(Beginning of Given records)

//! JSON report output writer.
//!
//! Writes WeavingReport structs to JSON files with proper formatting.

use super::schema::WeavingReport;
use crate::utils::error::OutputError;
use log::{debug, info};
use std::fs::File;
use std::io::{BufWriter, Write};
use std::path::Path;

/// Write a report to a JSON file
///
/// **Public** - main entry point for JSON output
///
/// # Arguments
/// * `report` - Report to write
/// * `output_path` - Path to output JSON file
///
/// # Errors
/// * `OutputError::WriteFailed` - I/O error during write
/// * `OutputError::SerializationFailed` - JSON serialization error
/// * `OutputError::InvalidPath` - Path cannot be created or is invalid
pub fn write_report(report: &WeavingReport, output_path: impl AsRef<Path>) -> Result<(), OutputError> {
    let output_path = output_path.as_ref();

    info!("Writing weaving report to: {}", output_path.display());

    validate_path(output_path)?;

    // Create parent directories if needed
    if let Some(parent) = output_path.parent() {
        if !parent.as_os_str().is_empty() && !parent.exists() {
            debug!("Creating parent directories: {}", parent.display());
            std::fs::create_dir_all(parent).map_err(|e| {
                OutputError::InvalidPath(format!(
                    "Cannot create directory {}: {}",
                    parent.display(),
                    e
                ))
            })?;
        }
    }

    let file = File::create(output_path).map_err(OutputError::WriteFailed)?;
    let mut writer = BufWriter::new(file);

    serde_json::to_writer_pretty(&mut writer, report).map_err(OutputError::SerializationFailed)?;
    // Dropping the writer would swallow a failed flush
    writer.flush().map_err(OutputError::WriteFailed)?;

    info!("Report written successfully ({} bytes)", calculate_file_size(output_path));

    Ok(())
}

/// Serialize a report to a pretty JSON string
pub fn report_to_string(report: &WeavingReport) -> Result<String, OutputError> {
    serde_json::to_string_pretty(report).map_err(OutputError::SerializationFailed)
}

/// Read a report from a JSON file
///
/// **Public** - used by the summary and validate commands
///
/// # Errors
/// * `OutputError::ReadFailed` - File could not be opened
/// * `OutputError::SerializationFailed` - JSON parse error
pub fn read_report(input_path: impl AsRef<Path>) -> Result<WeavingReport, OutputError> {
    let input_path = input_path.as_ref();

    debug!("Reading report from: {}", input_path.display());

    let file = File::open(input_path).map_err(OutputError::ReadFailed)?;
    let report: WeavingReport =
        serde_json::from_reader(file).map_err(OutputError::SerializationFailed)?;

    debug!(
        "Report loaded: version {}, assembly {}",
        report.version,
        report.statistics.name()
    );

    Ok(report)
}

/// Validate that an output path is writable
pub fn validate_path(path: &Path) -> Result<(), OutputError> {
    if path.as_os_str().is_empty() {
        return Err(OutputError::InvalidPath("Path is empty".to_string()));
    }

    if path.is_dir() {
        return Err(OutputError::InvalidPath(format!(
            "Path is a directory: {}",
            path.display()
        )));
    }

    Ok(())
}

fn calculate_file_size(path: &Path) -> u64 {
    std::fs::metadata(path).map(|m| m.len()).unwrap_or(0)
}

(End of Given records)
(Beginning of Given records)

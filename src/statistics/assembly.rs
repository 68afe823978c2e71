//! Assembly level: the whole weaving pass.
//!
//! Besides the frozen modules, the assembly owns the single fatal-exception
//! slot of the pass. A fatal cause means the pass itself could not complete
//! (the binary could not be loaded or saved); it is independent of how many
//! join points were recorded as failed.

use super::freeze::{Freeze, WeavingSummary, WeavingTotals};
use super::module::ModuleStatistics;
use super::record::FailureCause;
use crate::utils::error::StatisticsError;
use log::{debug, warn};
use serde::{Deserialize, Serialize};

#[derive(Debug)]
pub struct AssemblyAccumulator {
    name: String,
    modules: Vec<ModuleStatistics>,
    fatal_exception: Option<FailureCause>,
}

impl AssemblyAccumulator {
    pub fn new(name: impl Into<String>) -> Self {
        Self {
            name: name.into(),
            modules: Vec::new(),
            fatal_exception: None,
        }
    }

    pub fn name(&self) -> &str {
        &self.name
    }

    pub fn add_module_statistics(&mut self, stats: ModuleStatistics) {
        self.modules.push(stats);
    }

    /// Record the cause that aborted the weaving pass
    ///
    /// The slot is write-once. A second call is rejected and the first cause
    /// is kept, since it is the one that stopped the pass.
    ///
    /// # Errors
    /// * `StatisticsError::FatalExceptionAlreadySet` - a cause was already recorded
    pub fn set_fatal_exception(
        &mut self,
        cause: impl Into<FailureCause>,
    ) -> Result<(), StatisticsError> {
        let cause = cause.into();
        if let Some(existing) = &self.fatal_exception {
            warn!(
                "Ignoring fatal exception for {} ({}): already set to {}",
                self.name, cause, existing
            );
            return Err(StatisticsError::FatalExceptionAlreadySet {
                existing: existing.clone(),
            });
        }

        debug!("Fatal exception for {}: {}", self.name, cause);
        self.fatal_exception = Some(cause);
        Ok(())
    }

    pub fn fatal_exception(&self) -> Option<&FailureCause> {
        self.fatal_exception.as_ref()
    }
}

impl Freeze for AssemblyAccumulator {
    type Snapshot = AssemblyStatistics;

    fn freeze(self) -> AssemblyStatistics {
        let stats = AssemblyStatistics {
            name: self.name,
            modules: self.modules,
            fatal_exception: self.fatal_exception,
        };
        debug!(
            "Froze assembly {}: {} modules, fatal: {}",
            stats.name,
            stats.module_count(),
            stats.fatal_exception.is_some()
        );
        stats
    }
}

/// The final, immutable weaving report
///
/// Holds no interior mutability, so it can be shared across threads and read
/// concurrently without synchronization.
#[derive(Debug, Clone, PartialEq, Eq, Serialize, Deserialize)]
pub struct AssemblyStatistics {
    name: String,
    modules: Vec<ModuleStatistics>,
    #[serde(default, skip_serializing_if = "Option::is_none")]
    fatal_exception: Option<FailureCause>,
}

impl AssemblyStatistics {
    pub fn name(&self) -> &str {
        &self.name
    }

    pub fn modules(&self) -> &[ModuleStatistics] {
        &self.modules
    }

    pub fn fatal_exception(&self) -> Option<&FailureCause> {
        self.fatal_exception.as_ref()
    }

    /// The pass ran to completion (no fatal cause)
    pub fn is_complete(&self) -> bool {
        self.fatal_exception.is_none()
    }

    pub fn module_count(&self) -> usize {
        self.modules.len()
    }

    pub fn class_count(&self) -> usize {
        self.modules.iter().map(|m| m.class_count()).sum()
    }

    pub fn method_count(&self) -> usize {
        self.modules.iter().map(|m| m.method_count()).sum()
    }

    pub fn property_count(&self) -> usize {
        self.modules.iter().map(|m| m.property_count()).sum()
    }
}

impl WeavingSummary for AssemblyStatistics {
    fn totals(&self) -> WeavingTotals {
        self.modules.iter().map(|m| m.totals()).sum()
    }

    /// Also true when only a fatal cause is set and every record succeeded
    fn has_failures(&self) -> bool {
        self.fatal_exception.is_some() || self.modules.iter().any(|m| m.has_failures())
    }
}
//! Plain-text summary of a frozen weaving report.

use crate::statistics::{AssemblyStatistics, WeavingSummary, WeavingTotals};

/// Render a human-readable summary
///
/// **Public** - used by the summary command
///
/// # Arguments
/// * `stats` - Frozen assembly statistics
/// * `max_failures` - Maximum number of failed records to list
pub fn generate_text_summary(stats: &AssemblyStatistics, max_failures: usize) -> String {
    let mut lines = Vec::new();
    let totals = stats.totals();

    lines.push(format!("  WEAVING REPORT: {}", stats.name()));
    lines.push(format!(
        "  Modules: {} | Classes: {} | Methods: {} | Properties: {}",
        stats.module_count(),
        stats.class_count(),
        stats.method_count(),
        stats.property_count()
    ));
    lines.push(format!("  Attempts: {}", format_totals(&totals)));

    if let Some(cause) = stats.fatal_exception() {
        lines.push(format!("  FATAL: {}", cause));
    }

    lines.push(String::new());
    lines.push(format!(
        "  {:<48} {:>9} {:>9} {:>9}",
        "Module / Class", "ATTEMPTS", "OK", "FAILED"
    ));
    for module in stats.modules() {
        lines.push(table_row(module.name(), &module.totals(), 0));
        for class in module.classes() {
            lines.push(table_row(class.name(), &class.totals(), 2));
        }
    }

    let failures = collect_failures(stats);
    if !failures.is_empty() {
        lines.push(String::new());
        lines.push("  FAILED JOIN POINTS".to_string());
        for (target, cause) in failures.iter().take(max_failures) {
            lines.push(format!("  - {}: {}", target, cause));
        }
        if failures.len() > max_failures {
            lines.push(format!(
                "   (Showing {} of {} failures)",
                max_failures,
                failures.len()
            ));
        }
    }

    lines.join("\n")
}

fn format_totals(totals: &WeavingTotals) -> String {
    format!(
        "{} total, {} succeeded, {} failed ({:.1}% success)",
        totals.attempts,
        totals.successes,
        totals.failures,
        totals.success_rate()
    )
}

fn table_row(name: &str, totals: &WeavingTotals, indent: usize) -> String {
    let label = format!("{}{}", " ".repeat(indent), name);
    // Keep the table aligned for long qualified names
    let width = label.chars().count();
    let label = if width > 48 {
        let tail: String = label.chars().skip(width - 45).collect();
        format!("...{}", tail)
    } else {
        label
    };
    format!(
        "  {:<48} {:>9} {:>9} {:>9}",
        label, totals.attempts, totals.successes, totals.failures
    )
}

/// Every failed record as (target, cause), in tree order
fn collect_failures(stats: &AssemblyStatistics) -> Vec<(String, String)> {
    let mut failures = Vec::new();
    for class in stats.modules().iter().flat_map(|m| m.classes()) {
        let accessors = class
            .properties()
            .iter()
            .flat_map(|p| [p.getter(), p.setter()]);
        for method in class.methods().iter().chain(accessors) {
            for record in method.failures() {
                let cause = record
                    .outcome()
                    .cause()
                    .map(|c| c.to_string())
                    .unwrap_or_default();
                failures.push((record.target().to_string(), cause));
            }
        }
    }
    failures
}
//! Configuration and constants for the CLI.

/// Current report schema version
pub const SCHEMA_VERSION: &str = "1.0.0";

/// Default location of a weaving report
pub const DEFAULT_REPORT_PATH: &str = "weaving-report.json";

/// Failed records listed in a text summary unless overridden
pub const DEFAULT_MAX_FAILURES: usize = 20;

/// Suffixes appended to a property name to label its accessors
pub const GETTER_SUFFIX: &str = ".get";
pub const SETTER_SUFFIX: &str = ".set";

(End of Given records)

(Exercise instructions): From the entries above, copy every line that holds the word "bool".

(Solution for this task):
    pub fn is_complete(&self) -> bool {
    fn has_failures(&self) -> bool {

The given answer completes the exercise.